Une région peuplée de terroristes ?
Pour ces « hommes à poigne » se délivrant mutuellement des certificats en tyrannie, tout ce qui s’oppose relève du terrorisme. Les Palestiniens tués à Gaza pour Netanyahou, le sauveteur comme le jihadiste syriens pour Assad, Kurdes, gulénistes, pro-Assad, pro-Daesh pour Erdogan… En Égypte, le militant démocrate comme le partisan de l’islam politique sont indistinctement accusés de conspirer contre l’État et pourchassés.

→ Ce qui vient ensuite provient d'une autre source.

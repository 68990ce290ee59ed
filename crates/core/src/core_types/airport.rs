//! Airport and runway identity records

use crate::core_types::units::{Feet, Meters};
use serde::{Deserialize, Serialize};

/// Transition altitude used across the modeled (DACH) region
pub const TRANSITION_ALTITUDE: Feet = Feet::new(5000);

/// A single runway direction at an airport
#[derive(Debug, Clone, PartialEq, Eq, Serialize, Deserialize)]
pub struct Runway {
    /// Runway designator as painted on the threshold (e.g. "25R")
    pub designator: String,
    /// Magnetic heading in degrees, `[0, 360)`
    pub heading: u16,
    /// Usable length
    pub length_m: Meters,
    /// Whether an ILS serves this runway direction
    pub ils: bool,
}

impl Runway {
    /// Create a runway record
    pub fn new(designator: &str, heading: u16, length_m: u32, ils: bool) -> Self {
        Self {
            designator: designator.to_string(),
            heading,
            length_m: Meters::new(length_m),
            ils,
        }
    }
}

/// Airport identity plus its runway list
///
/// The ICAO code is the unique key. Runway order is preserved as given and
/// only matters as the tie-break when two runways align equally with the wind.
#[derive(Debug, Clone, PartialEq, Eq, Serialize, Deserialize)]
pub struct Airport {
    /// ICAO location indicator (e.g. "EDDF")
    pub icao: String,
    /// Display name, used as the broadcast header
    pub name: String,
    /// City served
    pub city: String,
    /// ISO country code
    pub country: String,
    /// Field elevation
    pub elevation_ft: Feet,
    /// Transition altitude (fixed for the modeled region)
    pub transition_altitude: Feet,
    /// Default ATIS frequency, as printed on charts
    pub default_freq: String,
    /// Runway directions
    pub runways: Vec<Runway>,
}

impl Airport {
    /// Create an airport in the modeled region
    pub fn new(
        icao: &str,
        name: &str,
        city: &str,
        country: &str,
        elevation_ft: u32,
        default_freq: &str,
        runways: Vec<Runway>,
    ) -> Self {
        Self {
            icao: icao.to_string(),
            name: name.to_string(),
            city: city.to_string(),
            country: country.to_string(),
            elevation_ft: Feet::new(elevation_ft),
            transition_altitude: TRANSITION_ALTITUDE,
            default_freq: default_freq.to_string(),
            runways,
        }
    }

    /// Stand-in used when the catalog is empty and no airport was supplied
    pub fn unlisted() -> Self {
        Self::new("ZZZZ", "Unlisted", "", "", 0, "", Vec::new())
    }

    /// Look up a runway by designator
    pub fn runway(&self, designator: &str) -> Option<&Runway> {
        self.runways.iter().find(|r| r.designator == designator)
    }
}

#[cfg(test)]
mod tests {
    use super::*;

    #[test]
    fn test_runway_lookup() {
        let airport = Airport::new(
            "EDDS",
            "Stuttgart",
            "Stuttgart",
            "DE",
            1276,
            "126.125",
            vec![Runway::new("07", 70, 3345, true), Runway::new("25", 250, 3345, true)],
        );
        assert_eq!(airport.runway("25").map(|r| r.heading), Some(250));
        assert!(airport.runway("09").is_none());
        assert_eq!(airport.transition_altitude, TRANSITION_ALTITUDE);
    }
}
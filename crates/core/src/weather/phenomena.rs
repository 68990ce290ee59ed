//! Present-weather code generation

use crate::reference::WeatherCodeTables;
use crate::simulation::difficulty::{DifficultyProfile, DifficultyTier};
use rand::seq::IndexedRandom;
use rand::Rng;

/// Chance a freely built precipitation code carries a descriptor (SH/TS/FZ)
pub const DESCRIPTOR_PROBABILITY: f64 = 0.3;

/// Draw present-weather codes
///
/// Tiers with an `allowed_weather` list pick one code from it. Unrestricted
/// tiers build codes from the tables, either precipitation
/// (`intensity + [descriptor] + type`, e.g. `+TSRA`) or an obscuration; the
/// hard tier may report two.
pub fn generate_weather<R: Rng + ?Sized>(
    rng: &mut R,
    profile: &DifficultyProfile,
    codes: &WeatherCodeTables,
) -> Option<Vec<String>> {
    if !rng.random_bool(profile.weather_probability) {
        return None;
    }

    let phenomena: Vec<String> = match &profile.allowed_weather {
        Some(allowed) => allowed.choose(rng).cloned().into_iter().collect(),
        None => {
            let count = if profile.tier == DifficultyTier::Hard {
                rng.random_range(1..=2)
            } else {
                1
            };
            (0..count).filter_map(|_| free_code(rng, codes)).collect()
        }
    };

    (!phenomena.is_empty()).then_some(phenomena)
}

fn free_code<R: Rng + ?Sized>(rng: &mut R, codes: &WeatherCodeTables) -> Option<String> {
    if rng.random_bool(0.5) {
        let intensity = codes.intensity.choose(rng).map_or("", String::as_str);
        let descriptor = if rng.random_bool(DESCRIPTOR_PROBABILITY) {
            codes.precipitation_descriptor.choose(rng).map_or("", String::as_str)
        } else {
            ""
        };
        let precipitation = codes.precipitation.choose(rng)?;
        Some(format!("{intensity}{descriptor}{precipitation}"))
    } else {
        codes.obscuration.choose(rng).cloned()
    }
}

#[cfg(test)]
mod tests {
    use super::*;
    use rand::SeedableRng;
    use rand_chacha::ChaCha8Rng;

    #[test]
    fn test_zero_probability_yields_nothing() {
        let profile = DifficultyProfile::super_easy();
        let mut rng = ChaCha8Rng::seed_from_u64(4);
        for _ in 0..100 {
            assert!(generate_weather(&mut rng, &profile, &WeatherCodeTables::default()).is_none());
        }
    }

    #[test]
    fn test_restricted_tiers_use_allowed_codes() {
        let codes = WeatherCodeTables::default();
        for mut profile in [DifficultyProfile::easy(), DifficultyProfile::medium()] {
            profile.weather_probability = 1.0;
            let allowed = profile.allowed_weather.clone().unwrap();
            let mut rng = ChaCha8Rng::seed_from_u64(12);
            for _ in 0..200 {
                let weather = generate_weather(&mut rng, &profile, &codes).unwrap();
                assert_eq!(weather.len(), 1);
                assert!(allowed.contains(&weather[0]));
            }
        }
    }

    #[test]
    fn test_hard_builds_codes_from_tables() {
        let codes = WeatherCodeTables::default();
        let mut profile = DifficultyProfile::hard();
        profile.weather_probability = 1.0;
        let mut rng = ChaCha8Rng::seed_from_u64(99);
        let mut saw_two = false;
        for _ in 0..500 {
            let weather = generate_weather(&mut rng, &profile, &codes).unwrap();
            assert!((1..=2).contains(&weather.len()));
            saw_two |= weather.len() == 2;
            for code in &weather {
                if codes.obscuration.contains(code) {
                    continue;
                }
                let rest = code.trim_start_matches(['-', '+']);
                let kind = &rest[rest.len() - 2..];
                assert!(codes.precipitation.iter().any(|p| p == kind), "bad code {code}");
                let descriptor = &rest[..rest.len() - 2];
                assert!(
                    descriptor.is_empty() || codes.precipitation_descriptor.iter().any(|d| d == descriptor),
                    "bad descriptor in {code}"
                );
            }
        }
        assert!(saw_two);
    }
}
//! Atmospheric generators
//!
//! Each generator draws one part of the observed weather from a
//! [`DifficultyProfile`](crate::simulation::difficulty::DifficultyProfile) and
//! an explicit random source, so a seeded RNG reproduces the same weather.
//! Generators are independent; only RVR and clouds read the visibility drawn
//! before them.
//!
//! - [`wind`] - direction, speed, gusts, variable arc
//! - [`visibility`] - prevailing visibility and RVR
//! - [`phenomena`] - present-weather codes
//! - [`clouds`] - cloud layers and CAVOK
//! - [`thermo`] - temperature, dewpoint and QNH

pub mod clouds;
pub mod phenomena;
pub mod thermo;
pub mod visibility;
pub mod wind;

pub use clouds::generate_clouds;
pub use phenomena::generate_weather;
pub use thermo::{generate_qnh, generate_temperature};
pub use visibility::{generate_rvr, generate_visibility};
pub use wind::generate_wind;

/// Round to the nearest multiple of `step`, halves away from zero
///
/// `step` must be positive.
pub fn round_to_nearest(value: i32, step: i32) -> i32 {
    debug_assert!(step > 0, "round_to_nearest: step must be positive");
    let half = step / 2;
    let offset = if value >= 0 { half } else { -half };
    // Even steps: an exact half lands on the far multiple, matching f64::round.
    ((value + offset) / step) * step
}

#[cfg(test)]
mod tests {
    use super::round_to_nearest;
    use test_case::test_case;

    #[test_case(3, 5, 5; "up to five")]
    #[test_case(2, 5, 0; "down to zero")]
    #[test_case(12, 5, 10; "down to ten")]
    #[test_case(-3, 5, -5; "negative away from zero")]
    #[test_case(-7, 5, -5; "negative toward zero")]
    #[test_case(-8, 5, -10; "negative down")]
    #[test_case(345, 10, 350; "half rounds away")]
    #[test_case(-15, 10, -20; "negative half rounds away")]
    #[test_case(1500, 1000, 2000; "thousand half")]
    #[test_case(1500, 500, 1500; "already aligned")]
    fn test_round_to_nearest(value: i32, step: i32, expected: i32) {
        assert_eq!(round_to_nearest(value, step), expected);
    }
}
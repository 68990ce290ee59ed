//! Property checks over many seeded records
//!
//! Every tier is generated across a range of seeds and each record is checked
//! against the invariants a trainee relies on: consistent wind, visibility
//! and clouds that agree with each other, a sane thermodynamic state and a
//! transition level that matches the QNH.
//!
//! Run tests with: cargo test --test `generation_properties`

use atis_core::{
    operational::transition_level, AtisGenerator, AtisRecord, DifficultyTier, WindState,
};
use chrono::{DateTime, TimeZone, Utc};
use rand::SeedableRng;
use rand_chacha::ChaCha8Rng;

const SEEDS: u64 = 400;

#[ctor::ctor]
fn init_tracing() {
    let _ = tracing_subscriber::fmt()
        .with_env_filter(tracing_subscriber::EnvFilter::from_default_env())
        .with_test_writer()
        .try_init();
}

fn now() -> DateTime<Utc> {
    Utc.with_ymd_and_hms(2025, 1, 20, 14, 7, 33).unwrap()
}

fn records(tier: DifficultyTier) -> Vec<AtisRecord> {
    let generator = AtisGenerator::builtin();
    (0..SEEDS)
        .map(|seed| {
            generator.generate_for_tier(&mut ChaCha8Rng::seed_from_u64(seed), None, tier, now())
        })
        .collect()
}

fn check_wind(record: &AtisRecord) {
    match record.wind {
        WindState::Calm => {
            assert_eq!(record.wind.direction(), 0);
            assert_eq!(record.wind.speed().get(), 0);
            assert!(record.wind.gust().is_none());
            assert!(record.wind.variable().is_none());
        }
        WindState::Directional(wind) => {
            assert!((10..=360).contains(&wind.direction));
            assert_eq!(wind.direction % 10, 0);
            if let Some(gust) = wind.gust {
                assert!(gust > wind.speed);
            }
            if let Some(arc) = wind.variable {
                assert!(wind.speed.get() <= 6);
                assert!((10..=360).contains(&arc.from) && (10..=360).contains(&arc.to));
            }
        }
    }
}

#[test]
fn test_every_tier_holds_invariants() {
    for tier in DifficultyTier::ALL {
        let generator = AtisGenerator::builtin();
        let profile = generator.reference().profiles.get(tier).clone();
        for record in records(tier) {
            assert_eq!(record.difficulty, tier);
            check_wind(&record);

            assert!(profile.visibility.contains(record.visibility) || profile.use_round_numbers);

            if let Some(rvr) = &record.rvr {
                assert!(record.visibility.get() <= 1500);
                assert!(!rvr.is_empty());
                for entry in rvr {
                    assert!(record.airport.runway(&entry.runway).is_some());
                }
            }

            if record.cavok {
                assert!(record.clouds.is_empty());
                assert!(record.visibility.is_ten_km_or_more());
            }
            assert!(record
                .clouds
                .windows(2)
                .all(|pair| pair[0].height_ft < pair[1].height_ft));
            if tier != DifficultyTier::Hard {
                assert!(record.clouds.iter().all(|layer| !layer.cb));
            }

            assert!(record.dewpoint <= record.temperature, "{tier}: {record:?}");
            assert!(profile.qnh_range.contains(record.qnh) || profile.use_round_numbers);
            if profile.use_round_numbers {
                assert!([1010, 1013, 1015, 1020, 1025].contains(&record.qnh.get()));
            }
            assert_eq!(record.transition_level, transition_level(record.qnh));

            assert!(record.active_runways.is_shared());
            assert!(!record.active_runways.arrival.is_empty());
            if profile.single_runway_only {
                assert_eq!(record.active_runways.arrival.len(), 1);
            }

            assert!(generator
                .reference()
                .phonetic_alphabet
                .contains(&record.information_letter));
            assert!(record.observation_time <= now());
        }
    }
}

#[test]
fn test_super_easy_is_always_fair_weather() {
    for record in records(DifficultyTier::SuperEasy) {
        assert!(record.visibility.is_ten_km_or_more());
        assert!(record.weather.is_none());
        assert!(record.rvr.is_none());
        assert!(record.remarks.is_none());
        assert!(record.cavok || record.clouds.len() == 1);
        assert_eq!(record.temperature.get() % 5, 0);
    }
}

#[test]
fn test_easy_weather_is_restricted() {
    for record in records(DifficultyTier::Easy) {
        for code in record.weather.iter().flatten() {
            assert!(["-RA", "-DZ", "BR"].contains(&code.as_str()), "{code}");
        }
        assert!(record.clouds.len() <= 2);
    }
}

#[test]
fn test_hard_reaches_low_visibility_and_rvr() {
    let hard = records(DifficultyTier::Hard);
    assert!(hard.iter().any(|r| r.rvr.is_some()));
    assert!(hard.iter().any(|r| r.clouds.iter().any(|c| c.cb)));
    assert!(hard.iter().all(|r| !r.cavok));
    assert!(hard.iter().all(|r| !r.wind.is_calm()));
}

#[test]
fn test_rendered_text_reflects_record() {
    for tier in DifficultyTier::ALL {
        for record in records(tier).iter().take(50) {
            let text = &record.full_text;
            assert!(text.starts_with(&record.airport.name));
            assert!(text.contains(&format!("QNH {} hectopascals.", record.qnh.get())));
            assert!(text.contains(&format!("Transition level {}.", record.transition_level)));
            assert!(text.contains(&format!("Expect {} approach.", record.approach_type)));
            assert_eq!(text.contains("CAVOK."), record.cavok);
            assert_eq!(text.contains("Present weather:"), record.weather.is_some());
        }
    }
}
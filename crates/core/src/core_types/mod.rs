//! Core types shared by the generators, the compiler and the renderer

pub mod airport;
pub mod record;
pub mod units;
pub mod weather;

pub use airport::*;
pub use record::*;
pub use units::*;
pub use weather::*;
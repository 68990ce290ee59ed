//! ATIS phraseology
//!
//! Renders a compiled [`AtisRecord`] into the sentence sequence a controller
//! would read out. Rendering is pure: the same record always produces the
//! same text, and every clause ends with a period so the broadcast can be
//! split into sentences for speech synthesis.

use crate::core_types::record::{ActiveRunways, AtisRecord};
use crate::core_types::units::{Celsius, Feet, Meters};
use crate::core_types::weather::{CloudLayer, RvrEntry, WindState};

/// Spoken form of a METAR present-weather code, if it has a fixed phrase
pub fn weather_phrase(code: &str) -> Option<&'static str> {
    let phrase = match code {
        "-RA" => "light rain",
        "RA" => "rain",
        "+RA" => "heavy rain",
        "-SN" => "light snow",
        "SN" => "snow",
        "+SN" => "heavy snow",
        "-SHRA" => "light rain showers",
        "SHRA" => "rain showers",
        "+SHRA" => "heavy rain showers",
        "-SHSN" => "light snow showers",
        "SHSN" => "snow showers",
        "+SHSN" => "heavy snow showers",
        "TSRA" => "thunderstorm with rain",
        "+TSRA" => "heavy thunderstorm with rain",
        "-DZ" => "light drizzle",
        "DZ" => "drizzle",
        "+DZ" => "heavy drizzle",
        "FG" => "fog",
        "BR" => "mist",
        "HZ" => "haze",
        "FU" => "smoke",
        "FZRA" => "freezing rain",
        "FZDZ" => "freezing drizzle",
        "-FZRA" => "light freezing rain",
        "+FZRA" => "heavy freezing rain",
        "GR" => "hail",
        "GS" => "small hail",
        "SQ" => "squalls",
        _ => return None,
    };
    Some(phrase)
}

/// "Wind calm" or "Wind 240 degrees, 15 knots[, gusting ..][, variable between ..]"
pub fn wind_clause(wind: &WindState) -> String {
    let WindState::Directional(wind) = wind else {
        return "Wind calm".to_string();
    };
    let mut text = format!("Wind {:03} degrees, {} knots", wind.direction, wind.speed.get());
    if let Some(gust) = wind.gust {
        text.push_str(&format!(", gusting {} knots", gust.get()));
    }
    if let Some(arc) = wind.variable {
        text.push_str(&format!(
            ", variable between {:03} and {:03} degrees",
            arc.from, arc.to
        ));
    }
    text
}

/// Prevailing visibility followed by any RVR reports
pub fn visibility_clause(visibility: Meters, rvr: Option<&[RvrEntry]>) -> String {
    let mut text = if visibility.is_ten_km_or_more() {
        "Visibility 10 kilometers or more".to_string()
    } else if visibility.get() >= 5000 {
        format!("Visibility {} kilometers", visibility.get() / 1000)
    } else {
        format!("Visibility {} meters", visibility.get())
    };

    if let Some(entries) = rvr.filter(|entries| !entries.is_empty()) {
        let reports: Vec<String> = entries.iter().map(rvr_report).collect();
        text.push_str(". ");
        text.push_str(&reports.join(", "));
    }
    text
}

fn rvr_report(entry: &RvrEntry) -> String {
    let mut text = format!("RVR runway {} {} meters", entry.runway, entry.value.get());
    if let Some(trend) = entry.trend.phrase() {
        text.push(' ');
        text.push_str(trend);
    }
    text
}

/// Present weather phrases, or `None` when nothing is reported
pub fn weather_clause(weather: Option<&[String]>) -> Option<String> {
    let codes = weather.filter(|codes| !codes.is_empty())?;
    let phrases: Vec<String> = codes
        .iter()
        .map(|code| weather_phrase(code).map_or_else(|| code.to_lowercase(), str::to_string))
        .collect();
    Some(phrases.join(", "))
}

/// Cloud base as read out, e.g. "2 thousand 5 hundred"
pub fn height_phrase(height: Feet) -> String {
    let feet = height.get();
    if feet < 1000 {
        return feet.to_string();
    }
    let thousands = feet / 1000;
    let hundreds = (feet % 1000) / 100;
    if hundreds > 0 {
        format!("{thousands} thousand {hundreds} hundred")
    } else {
        format!("{thousands} thousand")
    }
}

/// "CAVOK", "Sky clear" or the layers lowest first
pub fn cloud_clause(clouds: &[CloudLayer], cavok: bool) -> String {
    if cavok {
        return "CAVOK".to_string();
    }
    if clouds.is_empty() {
        return "Sky clear".to_string();
    }
    clouds
        .iter()
        .map(|layer| {
            let mut text = format!(
                "{} at {} feet",
                layer.cover.phrase(),
                height_phrase(layer.height_ft)
            );
            if layer.cb {
                text.push_str(" cumulonimbus");
            }
            text
        })
        .collect::<Vec<_>>()
        .join(", ")
}

fn signed(value: Celsius) -> String {
    if value.is_negative() {
        format!("minus {}", value.get().unsigned_abs())
    } else {
        value.get().to_string()
    }
}

/// "Temperature minus 3, dewpoint minus 8"
pub fn temperature_clause(temperature: Celsius, dewpoint: Celsius) -> String {
    format!("Temperature {}, dewpoint {}", signed(temperature), signed(dewpoint))
}

fn runway_clause(runways: &ActiveRunways) -> String {
    let arrival = runways.arrival.join(", ");
    let departure = runways.departure.join(", ");
    if arrival == departure {
        format!("Runway in use {arrival}")
    } else {
        format!("Arrival runway {arrival}, departure runway {departure}")
    }
}

/// Full broadcast text for a record
pub fn render(record: &AtisRecord) -> String {
    let letter = &record.information_letter;
    let mut sentences = vec![
        format!("{} information {letter}", record.airport.name),
        format!("Recorded at {} Zulu", record.observation_time.format("%H%M")),
        runway_clause(&record.active_runways),
        format!("Expect {} approach", record.approach_type),
        format!("Transition level {}", record.transition_level),
        wind_clause(&record.wind),
        visibility_clause(record.visibility, record.rvr.as_deref()),
    ];
    if let Some(weather) = weather_clause(record.weather.as_deref()) {
        sentences.push(format!("Present weather: {weather}"));
    }
    sentences.push(cloud_clause(&record.clouds, record.cavok));
    sentences.push(temperature_clause(record.temperature, record.dewpoint));
    sentences.push(format!("QNH {} hectopascals", record.qnh.get()));
    if let Some(remarks) = record.remarks.as_deref().filter(|r| !r.is_empty()) {
        sentences.push(remarks.to_string());
    }
    sentences.push(format!(
        "Advise on initial contact you have information {letter}"
    ));

    sentences
        .into_iter()
        .map(|sentence| sentence + ".")
        .collect::<Vec<_>>()
        .join(" ")
}

#[cfg(test)]
mod tests {
    use super::*;
    use crate::core_types::units::Knots;
    use crate::core_types::weather::{CloudCover, DirectionalWind, RvrTrend, VariableArc};
    use test_case::test_case;

    #[test_case(800, "800")]
    #[test_case(1000, "1 thousand")]
    #[test_case(1500, "1 thousand 5 hundred")]
    #[test_case(2500, "2 thousand 5 hundred")]
    #[test_case(10000, "10 thousand")]
    #[test_case(12000, "12 thousand")]
    fn test_height_phrase(feet: u32, expected: &str) {
        assert_eq!(height_phrase(Feet::new(feet)), expected);
    }

    #[test]
    fn test_wind_clause_forms() {
        assert_eq!(wind_clause(&WindState::Calm), "Wind calm");
        let gusty = WindState::Directional(DirectionalWind {
            direction: 90,
            speed: Knots::new(18),
            gust: Some(Knots::new(30)),
            variable: None,
        });
        assert_eq!(
            wind_clause(&gusty),
            "Wind 090 degrees, 18 knots, gusting 30 knots"
        );
        let variable = WindState::Directional(DirectionalWind {
            direction: 20,
            speed: Knots::new(4),
            gust: None,
            variable: Some(VariableArc { from: 330, to: 70 }),
        });
        assert_eq!(
            wind_clause(&variable),
            "Wind 020 degrees, 4 knots, variable between 330 and 070 degrees"
        );
    }

    #[test_case(9999, "Visibility 10 kilometers or more")]
    #[test_case(7000, "Visibility 7 kilometers")]
    #[test_case(5000, "Visibility 5 kilometers")]
    #[test_case(4000, "Visibility 4000 meters")]
    fn test_visibility_phrasing(meters: u32, expected: &str) {
        assert_eq!(visibility_clause(Meters::new(meters), None), expected);
    }

    #[test]
    fn test_visibility_with_rvr() {
        let rvr = [
            RvrEntry {
                runway: "25R".into(),
                value: Meters::new(550),
                trend: RvrTrend::Improving,
            },
            RvrEntry {
                runway: "25L".into(),
                value: Meters::new(600),
                trend: RvrTrend::Unreported,
            },
        ];
        assert_eq!(
            visibility_clause(Meters::new(400), Some(rvr.as_slice())),
            "Visibility 400 meters. RVR runway 25R 550 meters improving, RVR runway 25L 600 meters"
        );
    }

    #[test]
    fn test_weather_clause_maps_and_lowercases() {
        let codes = vec!["+TSRA".to_string(), "VCSH".to_string()];
        assert_eq!(
            weather_clause(Some(codes.as_slice())).as_deref(),
            Some("heavy thunderstorm with rain, vcsh")
        );
        assert_eq!(weather_clause(None), None);
        assert_eq!(weather_clause(Some(&[] as &[String])), None);
    }

    #[test]
    fn test_cloud_clause() {
        assert_eq!(cloud_clause(&[], true), "CAVOK");
        assert_eq!(cloud_clause(&[], false), "Sky clear");
        let layers = [
            CloudLayer::new(CloudCover::Few, 800),
            CloudLayer {
                cover: CloudCover::Broken,
                height_ft: Feet::new(2500),
                cb: true,
            },
        ];
        assert_eq!(
            cloud_clause(&layers, false),
            "few at 800 feet, broken at 2 thousand 5 hundred feet cumulonimbus"
        );
    }

    #[test]
    fn test_negative_temperatures() {
        assert_eq!(
            format!("{}.", temperature_clause(Celsius::new(-3), Celsius::new(-8))),
            "Temperature minus 3, dewpoint minus 8."
        );
        assert_eq!(
            temperature_clause(Celsius::new(0), Celsius::new(-1)),
            "Temperature 0, dewpoint minus 1"
        );
    }

    #[test]
    fn test_split_runways() {
        let runways = ActiveRunways {
            arrival: vec!["25R".into()],
            departure: vec!["18".into()],
        };
        assert_eq!(
            runway_clause(&runways),
            "Arrival runway 25R, departure runway 18"
        );
        assert_eq!(
            runway_clause(&ActiveRunways::shared(vec!["25R".into(), "25L".into()])),
            "Runway in use 25R, 25L"
        );
    }
}
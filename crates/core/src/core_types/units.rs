//! Semantic unit types for ATIS quantities
//!
//! Every value an ATIS broadcast reads out is a whole number in a fixed unit:
//! knots for wind, meters for visibility and RVR, feet for cloud bases and
//! elevations, hectopascals for QNH and whole degrees Celsius for temperature.
//! These newtypes keep those units from being mixed up while still serializing
//! as bare numbers (`#[serde(transparent)]`), so a stored record stays flat.
//!
//! # Usage
//! ```
//! use atis_core::core_types::units::{Knots, Meters};
//!
//! let speed = Knots::new(15);
//! assert_eq!(*speed, 15);
//! assert_eq!(speed.to_string(), "15 kt");
//! assert!(Meters::TEN_KM_OR_MORE.is_ten_km_or_more());
//! ```

use serde::{Deserialize, Serialize};
use std::fmt;
use std::ops::Deref;

macro_rules! integer_unit {
    ($(#[$meta:meta])* $name:ident($inner:ty), $suffix:literal) => {
        $(#[$meta])*
        #[derive(
            Debug, Clone, Copy, PartialEq, Eq, PartialOrd, Ord, Hash, Default, Serialize, Deserialize,
        )]
        #[serde(transparent)]
        #[repr(transparent)]
        pub struct $name($inner);

        impl $name {
            /// Wrap a raw value
            #[inline]
            #[must_use]
            pub const fn new(value: $inner) -> Self {
                $name(value)
            }

            /// Raw value
            #[inline]
            #[must_use]
            pub const fn get(self) -> $inner {
                self.0
            }
        }

        impl Deref for $name {
            type Target = $inner;
            #[inline]
            fn deref(&self) -> &$inner {
                &self.0
            }
        }

        impl From<$inner> for $name {
            #[inline]
            fn from(value: $inner) -> Self {
                $name(value)
            }
        }

        impl From<$name> for $inner {
            #[inline]
            fn from(value: $name) -> Self {
                value.0
            }
        }

        impl fmt::Display for $name {
            fn fmt(&self, f: &mut fmt::Formatter<'_>) -> fmt::Result {
                write!(f, "{}{}", self.0, $suffix)
            }
        }
    };
}

integer_unit!(
    /// Wind speed in knots
    Knots(u16),
    " kt"
);

integer_unit!(
    /// Horizontal distance in meters (visibility, RVR, runway length)
    Meters(u32),
    " m"
);

integer_unit!(
    /// Height or elevation in feet
    Feet(u32),
    " ft"
);

integer_unit!(
    /// Pressure in hectopascals
    Hectopascals(u16),
    " hPa"
);

integer_unit!(
    /// Whole-degree temperature in °C
    Celsius(i32),
    "°C"
);

impl Meters {
    /// METAR sentinel for "10 kilometers or more"
    pub const TEN_KM_OR_MORE: Meters = Meters(9999);

    /// True when the value reads as "10 kilometers or more"
    #[inline]
    #[must_use]
    pub const fn is_ten_km_or_more(self) -> bool {
        self.0 >= Self::TEN_KM_OR_MORE.0
    }
}

impl Celsius {
    /// True below zero; phraseology prefixes these with "minus"
    #[inline]
    #[must_use]
    pub const fn is_negative(self) -> bool {
        self.0 < 0
    }
}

À en croire les discours actuels des dirigeants moyen-orientaux, la région serait peuplée de terroristes et gouvernée par des tyrans diaboliques
En Irak, dominé par un pouvoir chiite, la forte minorité sunnite est l’objet de tous les soupçons, accusée d’avoir servi Daesh, quand, à Bahreïn, où une dynastie sunnite gouverne une majorité chiite, les opposants réclamant la fin des discriminations sont dénoncés comme une cinquième colonne iranienne, arrêtés et parfois déchus de leur nationalité. À Abou Dhabi et à Riyad, est terroriste tout ce qui se rapproche des Frères musulmans ou de l’Iran des mollahs.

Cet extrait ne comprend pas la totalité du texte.